_Work to complete_
Scan the entries for lines with the word "PaddedViewMut", then copy those lines.

(Beginning of Raw data)

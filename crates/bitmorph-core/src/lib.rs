//! bitmorph-core - Bit-packed binary rasters
//!
//! This crate provides the data structures the word-parallel morphology
//! kernels operate on:
//!
//! - [`Bitmap`] / [`BitmapMut`] - 1-bpp raster, 32 pixels per word, MSB first
//! - [`PaddedView`] / [`PaddedViewMut`] - the interior of a bordered raster,
//!   carrying the margin that makes unchecked neighbor reads safe
//!
//! Rasters are padded with [`Bitmap::add_border`] before a kernel runs and
//! trimmed with [`Bitmap::remove_border`] afterwards.

pub mod bitmap;
pub mod error;
pub mod view;

pub use bitmap::{
    Bitmap, BitmapMut, PIXELS_PER_WORD, clear_data_bit, get_data_bit, set_data_bit,
    set_data_bit_val,
};
pub use error::{Error, Result};
pub use view::{PaddedView, PaddedViewMut};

(End of Raw data)

_Response to the task_
//! - [`PaddedView`] / [`PaddedViewMut`] - the interior of a bordered raster,
pub use view::{PaddedView, PaddedViewMut};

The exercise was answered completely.